- _Task details_
The answer must be every line of the records below that contains the word "DateTime", copied out.

- _Available records_
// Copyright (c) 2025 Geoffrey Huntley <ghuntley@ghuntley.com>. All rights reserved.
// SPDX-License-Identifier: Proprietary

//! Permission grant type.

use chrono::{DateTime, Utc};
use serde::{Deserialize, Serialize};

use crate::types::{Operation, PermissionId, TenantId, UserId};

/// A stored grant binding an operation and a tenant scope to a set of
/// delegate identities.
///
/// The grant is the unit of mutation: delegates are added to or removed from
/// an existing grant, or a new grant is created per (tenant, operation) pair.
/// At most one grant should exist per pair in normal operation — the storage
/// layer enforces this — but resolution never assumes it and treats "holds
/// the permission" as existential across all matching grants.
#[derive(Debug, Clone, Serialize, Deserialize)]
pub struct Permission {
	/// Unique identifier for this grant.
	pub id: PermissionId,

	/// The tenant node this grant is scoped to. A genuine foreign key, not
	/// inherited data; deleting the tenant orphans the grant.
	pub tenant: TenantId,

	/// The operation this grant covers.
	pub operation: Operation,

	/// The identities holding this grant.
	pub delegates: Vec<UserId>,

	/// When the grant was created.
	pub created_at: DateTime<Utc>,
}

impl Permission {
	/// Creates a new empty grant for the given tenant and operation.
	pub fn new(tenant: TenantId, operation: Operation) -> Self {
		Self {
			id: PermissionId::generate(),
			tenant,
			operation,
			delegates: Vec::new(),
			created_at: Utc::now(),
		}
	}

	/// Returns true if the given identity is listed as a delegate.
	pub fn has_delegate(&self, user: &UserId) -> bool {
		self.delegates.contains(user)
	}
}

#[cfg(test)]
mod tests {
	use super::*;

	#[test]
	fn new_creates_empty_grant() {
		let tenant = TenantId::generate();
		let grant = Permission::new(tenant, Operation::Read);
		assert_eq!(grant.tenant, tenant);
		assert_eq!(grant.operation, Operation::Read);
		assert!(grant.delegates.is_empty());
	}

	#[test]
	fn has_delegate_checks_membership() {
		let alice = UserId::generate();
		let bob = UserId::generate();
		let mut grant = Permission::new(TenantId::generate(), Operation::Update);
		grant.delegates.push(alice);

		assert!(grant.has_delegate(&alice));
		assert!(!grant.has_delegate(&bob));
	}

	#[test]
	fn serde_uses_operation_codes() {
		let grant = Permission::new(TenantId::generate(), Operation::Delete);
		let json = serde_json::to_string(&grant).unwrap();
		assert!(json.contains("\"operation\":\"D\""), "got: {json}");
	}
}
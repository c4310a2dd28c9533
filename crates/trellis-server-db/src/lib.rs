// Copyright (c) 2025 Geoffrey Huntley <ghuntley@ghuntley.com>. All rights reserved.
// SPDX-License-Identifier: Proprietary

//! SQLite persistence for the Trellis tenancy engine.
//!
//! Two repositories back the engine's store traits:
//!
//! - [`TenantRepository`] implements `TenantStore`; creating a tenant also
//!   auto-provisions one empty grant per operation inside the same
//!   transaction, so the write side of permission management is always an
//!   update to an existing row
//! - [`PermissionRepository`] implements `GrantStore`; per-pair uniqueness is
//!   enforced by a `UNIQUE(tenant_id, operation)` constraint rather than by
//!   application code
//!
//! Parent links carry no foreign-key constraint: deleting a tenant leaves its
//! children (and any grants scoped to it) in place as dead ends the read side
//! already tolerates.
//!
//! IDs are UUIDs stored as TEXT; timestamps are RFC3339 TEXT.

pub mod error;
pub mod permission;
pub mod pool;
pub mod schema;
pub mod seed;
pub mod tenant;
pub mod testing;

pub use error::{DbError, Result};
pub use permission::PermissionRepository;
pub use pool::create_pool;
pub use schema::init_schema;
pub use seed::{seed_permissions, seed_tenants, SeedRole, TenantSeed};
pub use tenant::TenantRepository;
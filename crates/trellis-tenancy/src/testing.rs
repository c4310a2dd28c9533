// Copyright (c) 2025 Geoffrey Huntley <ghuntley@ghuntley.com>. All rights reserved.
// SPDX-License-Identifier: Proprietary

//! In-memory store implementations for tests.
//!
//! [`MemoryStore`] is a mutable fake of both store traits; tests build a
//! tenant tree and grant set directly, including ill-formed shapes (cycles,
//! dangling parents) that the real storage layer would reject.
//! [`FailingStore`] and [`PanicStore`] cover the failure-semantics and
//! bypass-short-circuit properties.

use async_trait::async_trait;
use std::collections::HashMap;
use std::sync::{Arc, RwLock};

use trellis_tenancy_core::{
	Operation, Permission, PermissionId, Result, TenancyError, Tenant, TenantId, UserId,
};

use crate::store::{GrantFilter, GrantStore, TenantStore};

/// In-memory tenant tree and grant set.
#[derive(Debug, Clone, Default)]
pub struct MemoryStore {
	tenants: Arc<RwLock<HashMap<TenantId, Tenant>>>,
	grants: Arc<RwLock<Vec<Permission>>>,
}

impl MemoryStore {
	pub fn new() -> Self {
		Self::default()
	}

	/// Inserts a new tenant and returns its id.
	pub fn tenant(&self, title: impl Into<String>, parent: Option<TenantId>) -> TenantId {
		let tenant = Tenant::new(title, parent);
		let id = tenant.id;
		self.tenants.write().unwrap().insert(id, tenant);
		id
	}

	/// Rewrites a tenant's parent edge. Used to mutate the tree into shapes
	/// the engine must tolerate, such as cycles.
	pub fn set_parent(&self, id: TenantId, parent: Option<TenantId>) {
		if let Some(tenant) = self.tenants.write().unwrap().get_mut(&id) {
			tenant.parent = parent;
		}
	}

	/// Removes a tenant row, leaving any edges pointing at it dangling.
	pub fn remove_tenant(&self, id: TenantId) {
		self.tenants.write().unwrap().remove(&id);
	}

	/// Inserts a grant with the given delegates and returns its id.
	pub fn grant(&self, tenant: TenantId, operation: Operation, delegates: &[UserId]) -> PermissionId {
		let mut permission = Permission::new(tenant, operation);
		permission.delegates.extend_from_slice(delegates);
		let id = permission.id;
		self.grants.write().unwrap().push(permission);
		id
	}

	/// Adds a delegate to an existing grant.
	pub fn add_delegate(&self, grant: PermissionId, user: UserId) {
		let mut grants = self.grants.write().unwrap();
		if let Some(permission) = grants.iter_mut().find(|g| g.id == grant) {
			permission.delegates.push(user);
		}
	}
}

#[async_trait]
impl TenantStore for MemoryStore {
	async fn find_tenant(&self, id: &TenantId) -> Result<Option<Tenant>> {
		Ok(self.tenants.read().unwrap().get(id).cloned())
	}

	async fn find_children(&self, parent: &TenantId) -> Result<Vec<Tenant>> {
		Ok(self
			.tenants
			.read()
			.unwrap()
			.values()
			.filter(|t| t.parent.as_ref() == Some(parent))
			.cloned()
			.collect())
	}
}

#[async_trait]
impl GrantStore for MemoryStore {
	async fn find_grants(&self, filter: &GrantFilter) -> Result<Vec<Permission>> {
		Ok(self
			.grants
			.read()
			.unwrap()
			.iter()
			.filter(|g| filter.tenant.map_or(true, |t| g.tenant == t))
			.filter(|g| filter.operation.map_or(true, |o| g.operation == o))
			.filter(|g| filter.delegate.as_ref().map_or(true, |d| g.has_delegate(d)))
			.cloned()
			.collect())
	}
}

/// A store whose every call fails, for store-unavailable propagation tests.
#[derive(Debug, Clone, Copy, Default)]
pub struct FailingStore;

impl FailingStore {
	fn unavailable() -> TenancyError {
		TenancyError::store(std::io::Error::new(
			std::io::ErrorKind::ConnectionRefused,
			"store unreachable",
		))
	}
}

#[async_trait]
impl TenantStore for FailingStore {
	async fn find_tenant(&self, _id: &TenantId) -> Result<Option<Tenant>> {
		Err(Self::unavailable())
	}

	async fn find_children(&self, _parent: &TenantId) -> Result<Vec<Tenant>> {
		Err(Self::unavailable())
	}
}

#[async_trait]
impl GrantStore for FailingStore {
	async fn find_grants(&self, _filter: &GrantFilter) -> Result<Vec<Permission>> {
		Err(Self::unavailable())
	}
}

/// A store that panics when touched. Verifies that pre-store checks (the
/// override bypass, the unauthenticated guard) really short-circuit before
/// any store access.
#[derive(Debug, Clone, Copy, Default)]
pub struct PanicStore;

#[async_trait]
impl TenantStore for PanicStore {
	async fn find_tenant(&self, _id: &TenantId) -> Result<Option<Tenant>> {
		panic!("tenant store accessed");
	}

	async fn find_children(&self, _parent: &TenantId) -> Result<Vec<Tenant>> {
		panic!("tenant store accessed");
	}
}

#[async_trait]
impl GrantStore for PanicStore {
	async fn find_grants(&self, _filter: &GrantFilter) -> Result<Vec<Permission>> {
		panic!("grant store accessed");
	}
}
---
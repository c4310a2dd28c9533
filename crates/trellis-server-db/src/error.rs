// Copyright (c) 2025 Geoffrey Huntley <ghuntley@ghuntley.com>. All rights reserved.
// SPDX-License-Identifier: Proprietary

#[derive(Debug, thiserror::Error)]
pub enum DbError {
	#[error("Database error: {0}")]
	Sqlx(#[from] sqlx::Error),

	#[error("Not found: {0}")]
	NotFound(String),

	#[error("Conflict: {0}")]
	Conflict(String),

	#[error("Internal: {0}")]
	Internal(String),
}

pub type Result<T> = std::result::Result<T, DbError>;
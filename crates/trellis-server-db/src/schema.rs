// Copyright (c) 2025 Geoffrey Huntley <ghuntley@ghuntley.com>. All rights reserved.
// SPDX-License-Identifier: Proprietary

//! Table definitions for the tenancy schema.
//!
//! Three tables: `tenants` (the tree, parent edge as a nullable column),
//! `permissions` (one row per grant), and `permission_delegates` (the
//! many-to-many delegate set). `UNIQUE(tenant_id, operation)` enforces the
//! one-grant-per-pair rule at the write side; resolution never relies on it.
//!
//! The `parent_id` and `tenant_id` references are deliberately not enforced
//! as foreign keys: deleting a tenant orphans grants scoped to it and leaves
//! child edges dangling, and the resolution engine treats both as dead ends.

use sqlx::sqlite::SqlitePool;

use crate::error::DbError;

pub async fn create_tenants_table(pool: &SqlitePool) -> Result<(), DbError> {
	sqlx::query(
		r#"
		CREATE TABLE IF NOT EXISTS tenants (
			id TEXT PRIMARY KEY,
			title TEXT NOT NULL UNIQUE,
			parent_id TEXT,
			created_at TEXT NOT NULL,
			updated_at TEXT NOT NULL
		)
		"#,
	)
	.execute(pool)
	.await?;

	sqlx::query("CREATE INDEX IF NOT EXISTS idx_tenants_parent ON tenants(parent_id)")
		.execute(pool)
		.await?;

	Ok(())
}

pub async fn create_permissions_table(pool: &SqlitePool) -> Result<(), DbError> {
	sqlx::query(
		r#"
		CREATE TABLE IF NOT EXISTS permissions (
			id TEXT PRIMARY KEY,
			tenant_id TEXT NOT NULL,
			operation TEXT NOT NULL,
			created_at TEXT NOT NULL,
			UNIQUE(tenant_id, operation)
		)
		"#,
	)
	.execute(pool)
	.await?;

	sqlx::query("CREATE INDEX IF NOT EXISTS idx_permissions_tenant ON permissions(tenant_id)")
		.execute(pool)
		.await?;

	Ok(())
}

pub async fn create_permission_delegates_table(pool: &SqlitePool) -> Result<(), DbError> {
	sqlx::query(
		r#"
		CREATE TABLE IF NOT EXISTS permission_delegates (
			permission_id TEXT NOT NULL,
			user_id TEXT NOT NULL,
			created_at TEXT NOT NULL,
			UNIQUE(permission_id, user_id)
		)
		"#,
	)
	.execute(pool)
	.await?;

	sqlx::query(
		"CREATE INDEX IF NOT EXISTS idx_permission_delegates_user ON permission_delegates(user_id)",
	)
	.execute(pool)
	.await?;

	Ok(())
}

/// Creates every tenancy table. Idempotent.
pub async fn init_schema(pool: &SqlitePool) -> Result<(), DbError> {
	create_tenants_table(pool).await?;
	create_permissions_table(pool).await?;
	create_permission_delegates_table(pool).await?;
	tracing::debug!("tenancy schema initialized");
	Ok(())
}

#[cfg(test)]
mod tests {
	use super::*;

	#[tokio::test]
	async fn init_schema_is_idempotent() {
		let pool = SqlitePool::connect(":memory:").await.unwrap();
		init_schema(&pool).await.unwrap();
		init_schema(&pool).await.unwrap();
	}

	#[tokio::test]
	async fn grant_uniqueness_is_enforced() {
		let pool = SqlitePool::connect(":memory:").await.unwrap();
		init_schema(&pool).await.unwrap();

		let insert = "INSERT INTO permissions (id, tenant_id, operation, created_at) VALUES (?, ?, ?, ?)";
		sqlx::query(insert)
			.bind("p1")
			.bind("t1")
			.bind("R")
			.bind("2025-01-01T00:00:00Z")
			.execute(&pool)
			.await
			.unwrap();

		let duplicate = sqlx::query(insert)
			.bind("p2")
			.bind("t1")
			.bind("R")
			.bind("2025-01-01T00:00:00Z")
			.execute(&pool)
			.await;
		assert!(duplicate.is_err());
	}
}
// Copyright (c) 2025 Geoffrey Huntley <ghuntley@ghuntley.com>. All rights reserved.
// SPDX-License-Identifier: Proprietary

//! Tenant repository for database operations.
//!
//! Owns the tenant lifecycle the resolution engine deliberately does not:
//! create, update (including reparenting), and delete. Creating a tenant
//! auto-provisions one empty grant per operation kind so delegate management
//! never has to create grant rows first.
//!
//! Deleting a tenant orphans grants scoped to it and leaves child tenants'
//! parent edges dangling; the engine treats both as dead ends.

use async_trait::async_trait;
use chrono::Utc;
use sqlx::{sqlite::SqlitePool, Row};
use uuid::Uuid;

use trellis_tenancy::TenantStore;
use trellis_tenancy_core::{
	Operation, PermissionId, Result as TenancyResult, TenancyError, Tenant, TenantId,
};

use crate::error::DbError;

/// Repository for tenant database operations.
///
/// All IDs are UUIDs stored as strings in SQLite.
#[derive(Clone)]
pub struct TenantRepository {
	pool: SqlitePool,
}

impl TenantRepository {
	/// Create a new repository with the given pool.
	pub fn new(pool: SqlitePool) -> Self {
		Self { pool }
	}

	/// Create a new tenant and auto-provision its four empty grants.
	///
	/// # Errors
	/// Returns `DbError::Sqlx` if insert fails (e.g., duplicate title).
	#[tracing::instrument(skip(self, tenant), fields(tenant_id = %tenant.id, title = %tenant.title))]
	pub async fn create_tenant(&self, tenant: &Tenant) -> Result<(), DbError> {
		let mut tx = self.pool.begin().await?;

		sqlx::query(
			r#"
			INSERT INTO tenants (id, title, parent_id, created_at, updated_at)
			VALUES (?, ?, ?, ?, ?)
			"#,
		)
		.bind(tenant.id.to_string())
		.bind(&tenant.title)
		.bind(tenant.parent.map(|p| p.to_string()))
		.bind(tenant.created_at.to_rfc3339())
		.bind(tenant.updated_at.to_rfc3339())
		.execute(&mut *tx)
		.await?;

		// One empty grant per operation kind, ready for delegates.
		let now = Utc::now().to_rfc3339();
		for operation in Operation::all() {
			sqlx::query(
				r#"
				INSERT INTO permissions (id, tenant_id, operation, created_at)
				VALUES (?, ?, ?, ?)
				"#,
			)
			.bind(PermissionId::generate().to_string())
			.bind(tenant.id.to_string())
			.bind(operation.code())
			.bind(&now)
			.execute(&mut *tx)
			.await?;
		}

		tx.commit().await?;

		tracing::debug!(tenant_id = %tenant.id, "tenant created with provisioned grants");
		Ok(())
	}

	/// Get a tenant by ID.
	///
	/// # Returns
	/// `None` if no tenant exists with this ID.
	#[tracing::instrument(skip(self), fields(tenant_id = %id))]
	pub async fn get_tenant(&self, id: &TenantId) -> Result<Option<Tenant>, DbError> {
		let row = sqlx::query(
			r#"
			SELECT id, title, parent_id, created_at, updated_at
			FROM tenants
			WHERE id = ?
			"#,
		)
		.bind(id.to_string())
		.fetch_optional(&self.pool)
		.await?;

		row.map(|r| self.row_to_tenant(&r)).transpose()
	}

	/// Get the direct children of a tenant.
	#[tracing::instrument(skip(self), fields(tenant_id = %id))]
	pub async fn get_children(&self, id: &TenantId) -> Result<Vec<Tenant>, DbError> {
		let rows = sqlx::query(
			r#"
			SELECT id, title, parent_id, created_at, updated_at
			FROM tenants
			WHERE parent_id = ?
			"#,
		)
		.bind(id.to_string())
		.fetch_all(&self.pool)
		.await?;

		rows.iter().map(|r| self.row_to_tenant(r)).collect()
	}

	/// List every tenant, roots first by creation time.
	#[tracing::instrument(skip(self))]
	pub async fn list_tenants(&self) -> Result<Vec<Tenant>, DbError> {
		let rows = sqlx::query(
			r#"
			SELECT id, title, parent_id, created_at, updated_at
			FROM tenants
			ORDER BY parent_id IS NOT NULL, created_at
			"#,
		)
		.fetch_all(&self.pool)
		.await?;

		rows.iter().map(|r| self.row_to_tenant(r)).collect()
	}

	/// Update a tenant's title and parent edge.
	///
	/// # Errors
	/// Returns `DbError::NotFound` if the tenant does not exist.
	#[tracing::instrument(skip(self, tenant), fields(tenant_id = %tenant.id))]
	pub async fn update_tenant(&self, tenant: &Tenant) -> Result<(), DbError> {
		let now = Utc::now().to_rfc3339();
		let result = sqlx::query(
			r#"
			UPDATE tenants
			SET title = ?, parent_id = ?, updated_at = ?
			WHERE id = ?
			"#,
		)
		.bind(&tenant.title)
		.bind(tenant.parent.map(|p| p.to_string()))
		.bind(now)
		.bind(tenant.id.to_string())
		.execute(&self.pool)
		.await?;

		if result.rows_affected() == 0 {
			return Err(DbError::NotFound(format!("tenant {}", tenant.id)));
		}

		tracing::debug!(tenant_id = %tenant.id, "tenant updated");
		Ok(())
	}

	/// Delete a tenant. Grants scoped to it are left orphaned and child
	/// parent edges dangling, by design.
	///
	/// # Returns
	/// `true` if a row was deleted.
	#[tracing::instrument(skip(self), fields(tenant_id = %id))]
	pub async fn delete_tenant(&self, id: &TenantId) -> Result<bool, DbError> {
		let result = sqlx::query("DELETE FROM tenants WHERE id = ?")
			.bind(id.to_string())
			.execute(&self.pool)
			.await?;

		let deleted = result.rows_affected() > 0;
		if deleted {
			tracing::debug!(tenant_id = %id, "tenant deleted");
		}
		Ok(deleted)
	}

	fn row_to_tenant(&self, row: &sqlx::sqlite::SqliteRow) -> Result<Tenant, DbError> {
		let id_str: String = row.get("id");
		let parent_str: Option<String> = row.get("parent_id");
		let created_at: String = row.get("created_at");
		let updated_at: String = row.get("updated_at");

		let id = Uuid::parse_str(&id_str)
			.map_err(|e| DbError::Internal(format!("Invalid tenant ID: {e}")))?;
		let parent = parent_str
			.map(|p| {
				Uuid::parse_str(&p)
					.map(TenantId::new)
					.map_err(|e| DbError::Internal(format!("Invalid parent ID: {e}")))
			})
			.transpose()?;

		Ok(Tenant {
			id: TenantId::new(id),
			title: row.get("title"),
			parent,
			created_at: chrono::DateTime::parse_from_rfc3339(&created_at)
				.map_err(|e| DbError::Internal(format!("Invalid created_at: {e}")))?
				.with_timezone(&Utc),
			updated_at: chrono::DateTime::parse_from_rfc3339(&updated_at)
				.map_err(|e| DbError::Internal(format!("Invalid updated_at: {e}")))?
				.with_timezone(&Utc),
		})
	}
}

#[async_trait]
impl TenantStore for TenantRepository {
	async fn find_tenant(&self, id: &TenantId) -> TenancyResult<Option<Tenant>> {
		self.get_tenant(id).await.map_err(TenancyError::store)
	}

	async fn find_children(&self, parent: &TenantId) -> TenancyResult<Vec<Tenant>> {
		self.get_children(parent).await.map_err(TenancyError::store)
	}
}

- _Finished task_
use chrono::{DateTime, Utc};
	pub created_at: DateTime<Utc>,
			created_at: chrono::DateTime::parse_from_rfc3339(&created_at)
			updated_at: chrono::DateTime::parse_from_rfc3339(&updated_at)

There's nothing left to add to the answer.